The older man eyed her, staring at her longer than she felt comfortable enduring.
“Son of a bitch. You’re in love with him,” Jed said at last.
Erin felt a hot blush cover her cheeks. “He’s a good man. Why can’t you see him for who he really is?” Since she had no intention of baring her soul, her reply was the best she could come up with.
And it turned the tables back on Jed, whose jaw worked back and forth as he clearly struggled for a reply. “I’ll see him,” he muttered, if somewhat reluctantly.
It wasn’t an answer to the question Erin had asked, but it was the one she’d come here seeking to begin with. If Jed’s condition weren’t so serious, she’d have done a small dance of joy.
“Thank you,” she said. Leaning over, she kissed his weathered cheek. “Good luck with the surgery, and I’ll see you on the other side. You’re going to be fine.”
“I have to be if I want to see that baby you’re carrying,” he said gruffly, his voice raw. And even a little scared.
At the unexpected realization, Erin’s throat grew tight.
She managed a nod at Jed. “I’ll send Cole in.”

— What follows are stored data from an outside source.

// src/services/completion.rs
use std::time::Duration;

use async_trait::async_trait;
use reqwest::{
    StatusCode,
    header::{AUTHORIZATION, HeaderMap, HeaderValue},
};
use serde::{Deserialize, Serialize};
use thiserror::Error;
use tracing::debug;

use super::tone::Tone;

pub const MODEL: &str = "gpt-3.5-turbo";
pub const MAX_TOKENS: u32 = 150;
const COMPLETIONS_PATH: &str = "/v1/chat/completions";
const MISSING_KEY: &str = "OPENAI_API_KEY is not set";

/// Every way a provider call can fail.
///
/// `Display` is only the failure description; callers add their own prefix.
#[derive(Debug, Error)]
pub enum ProviderError {
    #[error("{0}")]
    Network(String),

    #[error("{0}")]
    Timeout(String),

    #[error("{0}")]
    Authentication(String),

    #[error("{0}")]
    RateLimited(String),

    #[error("{message}")]
    Api { status: u16, message: String },

    #[error("{0}")]
    MalformedResponse(String),

    #[error("provider returned no completion choices")]
    EmptyChoices,

    #[error("{0}")]
    Setup(String),
}

impl ProviderError {
    pub fn kind(&self) -> &'static str {
        match self {
            Self::Network(_) => "network",
            Self::Timeout(_) => "timeout",
            Self::Authentication(_) => "authentication",
            Self::RateLimited(_) => "rate_limited",
            Self::Api { .. } => "api",
            Self::MalformedResponse(_) => "malformed_response",
            Self::EmptyChoices => "empty_choices",
            Self::Setup(_) => "setup",
        }
    }

    fn from_status(status: StatusCode, message: String) -> Self {
        match status {
            StatusCode::UNAUTHORIZED | StatusCode::FORBIDDEN => Self::Authentication(message),
            StatusCode::TOO_MANY_REQUESTS => Self::RateLimited(message),
            _ => Self::Api {
                status: status.as_u16(),
                message,
            },
        }
    }
}

impl From<reqwest::Error> for ProviderError {
    fn from(e: reqwest::Error) -> Self {
        if e.is_timeout() {
            Self::Timeout(e.to_string())
        } else if e.is_decode() {
            Self::MalformedResponse(e.to_string())
        } else {
            Self::Network(e.to_string())
        }
    }
}

#[derive(Serialize, Deserialize, Debug, Clone, Copy, PartialEq, Eq)]
#[serde(rename_all = "lowercase")]
pub enum Role {
    System,
    User,
    Assistant,
}

#[derive(Serialize, Deserialize, Debug, Clone, PartialEq)]
pub struct ChatMessage {
    pub role: Role,
    pub content: Option<String>,
}

impl ChatMessage {
    pub fn new(role: Role, content: impl Into<String>) -> Self {
        Self {
            role,
            content: Some(content.into()),
        }
    }
}

#[derive(Serialize, Deserialize, Debug, Clone, PartialEq)]
pub struct CompletionRequest {
    pub model: String,
    pub messages: Vec<ChatMessage>,
    pub max_tokens: u32,
}

impl CompletionRequest {
    /// System prompt for `tone`, then the user's text.
    pub fn for_tone(tone: Tone, user_message: &str) -> Self {
        Self {
            model: MODEL.to_string(),
            messages: vec![
                ChatMessage::new(Role::System, tone.system_prompt()),
                ChatMessage::new(Role::User, user_message),
            ],
            max_tokens: MAX_TOKENS,
        }
    }

    pub fn system_prompt(&self) -> Option<&str> {
        self.messages
            .iter()
            .find(|m| m.role == Role::System)
            .and_then(|m| m.content.as_deref())
    }
}

#[derive(Serialize, Deserialize, Debug, Clone, PartialEq)]
pub struct CompletionChoice {
    #[serde(default)]
    pub index: u32,
    pub message: ChatMessage,
    #[serde(default)]
    pub finish_reason: Option<String>,
}

#[derive(Serialize, Deserialize, Debug, Clone, PartialEq)]
pub struct CompletionResponse {
    pub choices: Vec<CompletionChoice>,
}

impl CompletionResponse {
    /// A response with one assistant choice.
    pub fn from_text(text: impl Into<String>) -> Self {
        Self {
            choices: vec![CompletionChoice {
                index: 0,
                message: ChatMessage::new(Role::Assistant, text),
                finish_reason: Some("stop".to_string()),
            }],
        }
    }
}

#[derive(Deserialize)]
struct ApiErrorBody {
    error: ApiErrorDetail,
}

#[derive(Deserialize)]
struct ApiErrorDetail {
    message: String,
}

/// Anything that turns a chat exchange into completion choices.
#[async_trait]
pub trait CompletionProvider: Send + Sync {
    async fn complete(&self, request: &CompletionRequest) -> Result<CompletionResponse, ProviderError>;
}

/// Chat completions over HTTPS with a bearer key.
pub struct OpenAiClient {
    http: reqwest::Client,
    url: String,
    has_key: bool,
}

impl OpenAiClient {
    /// Without a key every call fails with [`ProviderError::Authentication`].
    pub fn new(
        api_key: Option<&str>,
        base_url: &str,
        timeout: Option<Duration>,
    ) -> Result<Self, ProviderError> {
        let mut headers = HeaderMap::new();
        if let Some(api_key) = api_key {
            let mut value = HeaderValue::from_str(&format!("Bearer {api_key}"))
                .map_err(|e| ProviderError::Setup(format!("invalid API key header: {e}")))?;
            value.set_sensitive(true);
            headers.insert(AUTHORIZATION, value);
        }

        let mut builder = reqwest::Client::builder().default_headers(headers);
        if let Some(timeout) = timeout {
            builder = builder.timeout(timeout);
        }
        let http = builder
            .build()
            .map_err(|e| ProviderError::Setup(format!("could not build HTTP client: {e}")))?;

        Ok(Self {
            http,
            url: format!("{}{COMPLETIONS_PATH}", base_url.trim_end_matches('/')),
            has_key: api_key.is_some(),
        })
    }

    #[cfg(test)]
    fn url(&self) -> &str {
        &self.url
    }
}

#[async_trait]
impl CompletionProvider for OpenAiClient {
    async fn complete(&self, request: &CompletionRequest) -> Result<CompletionResponse, ProviderError> {
        if !self.has_key {
            return Err(ProviderError::Authentication(MISSING_KEY.to_string()));
        }

        let response = self.http.post(&self.url).json(request).send().await?;

        let status = response.status();
        if !status.is_success() {
            let body = response.text().await.unwrap_or_default();
            debug!(%status, "completion provider error body: {body}");
            let message = serde_json::from_str::<ApiErrorBody>(&body)
                .map(|b| b.error.message)
                .unwrap_or_else(|_| {
                    if body.trim().is_empty() {
                        status.to_string()
                    } else {
                        body
                    }
                });
            return Err(ProviderError::from_status(status, message));
        }

        let body = response.bytes().await?;
        serde_json::from_slice(&body).map_err(|e| ProviderError::MalformedResponse(e.to_string()))
    }
}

As she headed back to the waiting room, Erin hoped her brief glimpse into Jed’s soul, or at least into the frightened heart of the man in the hospital bed, would lead to some kind of détente between Jed and Cole. And as she told Cole his father would talk to him, she prayed that this wasn’t the last chance either man would have to make things right between them.
• • •
Cole had approached mob bosses, murderers, and drug dealers with more ease than that with which he faced his father again. The weight of a lifetime—his lifetime—sat on Cole’s shoulders. He knew the old man was disappointed in him, and that truth had permeated every part of Cole’s life from the time he’d been old enough to understand what his father’s constant anger meant. As an adult, he’d reached the point where he was more comfortable pretending to be someone else than he was being himself.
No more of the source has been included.